WHAT IS BEING ASKED: A word-for-word copy of the listing is needed. Retype it in full.

MATERIAL TO PROCESS:
use fillet::admission::SpaceProbe;
use fillet::metrics::SystemMetrics;
use fillet::sink::{MemorySink, Sink};

use rand::distributions::Alphanumeric;
use rand::{thread_rng, Rng};

use std::fs;
use std::io;
use std::iter;
use std::path::{Path, PathBuf};
use std::sync::Mutex;
use std::thread;
use std::time::Duration;

pub struct TmpDir {
    dir: PathBuf,
}

impl TmpDir {
    pub fn new() -> Self {
        let mut rng = thread_rng();
        let name: String = iter::repeat(())
            .map(|()| char::from(rng.sample(Alphanumeric)))
            .take(7)
            .collect();

        let dir = PathBuf::from(format!("fillet-{}", name));
        fs::create_dir(dir.as_path()).unwrap();

        Self {
            dir: dir.canonicalize().unwrap(),
        }
    }

    pub fn path(&self) -> &Path {
        &self.dir
    }

    pub fn file<P: AsRef<Path>>(&self, filename: P) -> String {
        let mut path = self.dir.clone();
        path.push(filename);
        path.to_str().unwrap().to_string()
    }
}

impl Drop for TmpDir {
    fn drop(&mut self) {
        for _ in 0..5000 {
            match fs::remove_dir_all(self.dir.as_path()) {
                Err(_) => thread::sleep(Duration::from_millis(1)),
                Ok(_) => break,
            }
        }
    }
}

#[macro_export]
macro_rules! assert_approx_eq {
    ($a:expr, $b:expr, $diff:expr) => {{
        match (&$a, &$b, &$diff) {
            (a_val, b_val, diff_val) => {
                if (*a_val < (*b_val - *diff_val)) || (*a_val > (*b_val + *diff_val)) {
                    panic!(
                        "assertion failed: |a - b| < diff \
                         a: `{:?}`, b: `{:?}`, diff: `{:?}`",
                        a_val, b_val, diff_val
                    )
                }
            }
        }
    }};
}

pub fn read_bytes<P: AsRef<Path>>(path: P) -> Vec<u8> {
    fs::read(path).unwrap()
}

pub fn write_all<P, S>(filename: P, data: S)
where
    P: AsRef<Path>,
    S: AsRef<[u8]>,
{
    fs::write(filename, data).unwrap();
}

pub fn argv(args: &[&str]) -> Vec<String> {
    args.iter().map(|s| s.to_string()).collect()
}

/// Metrics with a manual clock: `sleep` advances wall time instantly.
pub struct FakeMetrics {
    wall: Mutex<Duration>,
    cpu: Mutex<Option<Duration>>,
    rss: Mutex<Option<u64>>,
    cpus: usize,
}

impl FakeMetrics {
    pub fn new() -> Self {
        Self::with_cpus(1)
    }

    pub fn with_cpus(cpus: usize) -> Self {
        Self {
            wall: Mutex::new(Duration::from_secs(0)),
            cpu: Mutex::new(Some(Duration::from_secs(0))),
            rss: Mutex::new(Some(0)),
            cpus,
        }
    }

    pub fn set_cpu(&self, cpu: Option<Duration>) {
        *self.cpu.lock().unwrap() = cpu;
    }

    pub fn set_rss(&self, rss: Option<u64>) {
        *self.rss.lock().unwrap() = rss;
    }

    pub fn advance(&self, d: Duration) {
        *self.wall.lock().unwrap() += d;
    }
}

impl SystemMetrics for FakeMetrics {
    fn wall_time(&self) -> Duration {
        *self.wall.lock().unwrap()
    }

    fn cpu_time(&self) -> Option<Duration> {
        *self.cpu.lock().unwrap()
    }

    fn resident_memory(&self) -> Option<u64> {
        *self.rss.lock().unwrap()
    }

    fn cpu_count(&self) -> usize {
        self.cpus
    }

    fn sleep(&self, d: Duration) {
        self.advance(d);
    }
}

/// Memory sink whose first `fail_first` write attempts fail.
pub struct FlakySink {
    pub inner: MemorySink,
    pub fail_first: u32,
    pub attempts: u32,
}

impl FlakySink {
    pub fn new(fail_first: u32) -> Self {
        Self {
            inner: MemorySink::default(),
            fail_first,
            attempts: 0,
        }
    }
}

impl Sink for FlakySink {
    fn write_chunk(&mut self, chunk: &[u8]) -> io::Result<()> {
        self.attempts += 1;
        if self.attempts <= self.fail_first {
            return Err(io::Error::new(io::ErrorKind::Other, "injected write failure"));
        }
        self.inner.write_chunk(chunk)
    }

    fn sync(&mut self) -> io::Result<()> {
        self.inner.sync()
    }

    fn finish(&mut self) -> io::Result<()> {
        self.inner.finish()
    }
}

/// Reports a fixed amount of free space; every directory belongs to `group`.
pub struct FakeProbe {
    pub group: Option<String>,
    pub free: Option<u64>,
}

impl FakeProbe {
    pub fn new(free: u64) -> Self {
        Self {
            group: Some(String::from("disk0")),
            free: Some(free),
        }
    }
}

impl SpaceProbe for FakeProbe {
    fn storage_group(&self, _dir: &Path) -> io::Result<String> {
        self.group
            .clone()
            .ok_or_else(|| io::Error::new(io::ErrorKind::Other, "unknown device"))
    }

    fn free_space(&self, _dir: &Path) -> io::Result<u64> {
        self.free
            .ok_or_else(|| io::Error::new(io::ErrorKind::Other, "statvfs failed"))
    }
}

THE ANSWER:
use fillet::admission::SpaceProbe;
use fillet::metrics::SystemMetrics;
use fillet::sink::{MemorySink, Sink};

use rand::distributions::Alphanumeric;
use rand::{thread_rng, Rng};

use std::fs;
use std::io;
use std::iter;
use std::path::{Path, PathBuf};
use std::sync::Mutex;
use std::thread;
use std::time::Duration;

pub struct TmpDir {
    dir: PathBuf,
}

impl TmpDir {
    pub fn new() -> Self {
        let mut rng = thread_rng();
        let name: String = iter::repeat(())
            .map(|()| char::from(rng.sample(Alphanumeric)))
            .take(7)
            .collect();

        let dir = PathBuf::from(format!("fillet-{}", name));
        fs::create_dir(dir.as_path()).unwrap();

        Self {
            dir: dir.canonicalize().unwrap(),
        }
    }

    pub fn path(&self) -> &Path {
        &self.dir
    }

    pub fn file<P: AsRef<Path>>(&self, filename: P) -> String {
        let mut path = self.dir.clone();
        path.push(filename);
        path.to_str().unwrap().to_string()
    }
}

impl Drop for TmpDir {
    fn drop(&mut self) {
        for _ in 0..5000 {
            match fs::remove_dir_all(self.dir.as_path()) {
                Err(_) => thread::sleep(Duration::from_millis(1)),
                Ok(_) => break,
            }
        }
    }
}

#[macro_export]
macro_rules! assert_approx_eq {
    ($a:expr, $b:expr, $diff:expr) => {{
        match (&$a, &$b, &$diff) {
            (a_val, b_val, diff_val) => {
                if (*a_val < (*b_val - *diff_val)) || (*a_val > (*b_val + *diff_val)) {
                    panic!(
                        "assertion failed: |a - b| < diff \
                         a: `{:?}`, b: `{:?}`, diff: `{:?}`",
                        a_val, b_val, diff_val
                    )
                }
            }
        }
    }};
}

pub fn read_bytes<P: AsRef<Path>>(path: P) -> Vec<u8> {
    fs::read(path).unwrap()
}

pub fn write_all<P, S>(filename: P, data: S)
where
    P: AsRef<Path>,
    S: AsRef<[u8]>,
{
    fs::write(filename, data).unwrap();
}

pub fn argv(args: &[&str]) -> Vec<String> {
    args.iter().map(|s| s.to_string()).collect()
}

/// Metrics with a manual clock: `sleep` advances wall time instantly.
pub struct FakeMetrics {
    wall: Mutex<Duration>,
    cpu: Mutex<Option<Duration>>,
    rss: Mutex<Option<u64>>,
    cpus: usize,
}

impl FakeMetrics {
    pub fn new() -> Self {
        Self::with_cpus(1)
    }

    pub fn with_cpus(cpus: usize) -> Self {
        Self {
            wall: Mutex::new(Duration::from_secs(0)),
            cpu: Mutex::new(Some(Duration::from_secs(0))),
            rss: Mutex::new(Some(0)),
            cpus,
        }
    }

    pub fn set_cpu(&self, cpu: Option<Duration>) {
        *self.cpu.lock().unwrap() = cpu;
    }

    pub fn set_rss(&self, rss: Option<u64>) {
        *self.rss.lock().unwrap() = rss;
    }

    pub fn advance(&self, d: Duration) {
        *self.wall.lock().unwrap() += d;
    }
}

impl SystemMetrics for FakeMetrics {
    fn wall_time(&self) -> Duration {
        *self.wall.lock().unwrap()
    }

    fn cpu_time(&self) -> Option<Duration> {
        *self.cpu.lock().unwrap()
    }

    fn resident_memory(&self) -> Option<u64> {
        *self.rss.lock().unwrap()
    }

    fn cpu_count(&self) -> usize {
        self.cpus
    }

    fn sleep(&self, d: Duration) {
        self.advance(d);
    }
}

/// Memory sink whose first `fail_first` write attempts fail.
pub struct FlakySink {
    pub inner: MemorySink,
    pub fail_first: u32,
    pub attempts: u32,
}

impl FlakySink {
    pub fn new(fail_first: u32) -> Self {
        Self {
            inner: MemorySink::default(),
            fail_first,
            attempts: 0,
        }
    }
}

impl Sink for FlakySink {
    fn write_chunk(&mut self, chunk: &[u8]) -> io::Result<()> {
        self.attempts += 1;
        if self.attempts <= self.fail_first {
            return Err(io::Error::new(io::ErrorKind::Other, "injected write failure"));
        }
        self.inner.write_chunk(chunk)
    }

    fn sync(&mut self) -> io::Result<()> {
        self.inner.sync()
    }

    fn finish(&mut self) -> io::Result<()> {
        self.inner.finish()
    }
}

/// Reports a fixed amount of free space; every directory belongs to `group`.
pub struct FakeProbe {
    pub group: Option<String>,
    pub free: Option<u64>,
}

impl FakeProbe {
    pub fn new(free: u64) -> Self {
        Self {
            group: Some(String::from("disk0")),
            free: Some(free),
        }
    }
}

impl SpaceProbe for FakeProbe {
    fn storage_group(&self, _dir: &Path) -> io::Result<String> {
        self.group
            .clone()
            .ok_or_else(|| io::Error::new(io::ErrorKind::Other, "unknown device"))
    }

    fn free_space(&self, _dir: &Path) -> io::Result<u64> {
        self.free
            .ok_or_else(|| io::Error::new(io::ErrorKind::Other, "statvfs failed"))
    }
}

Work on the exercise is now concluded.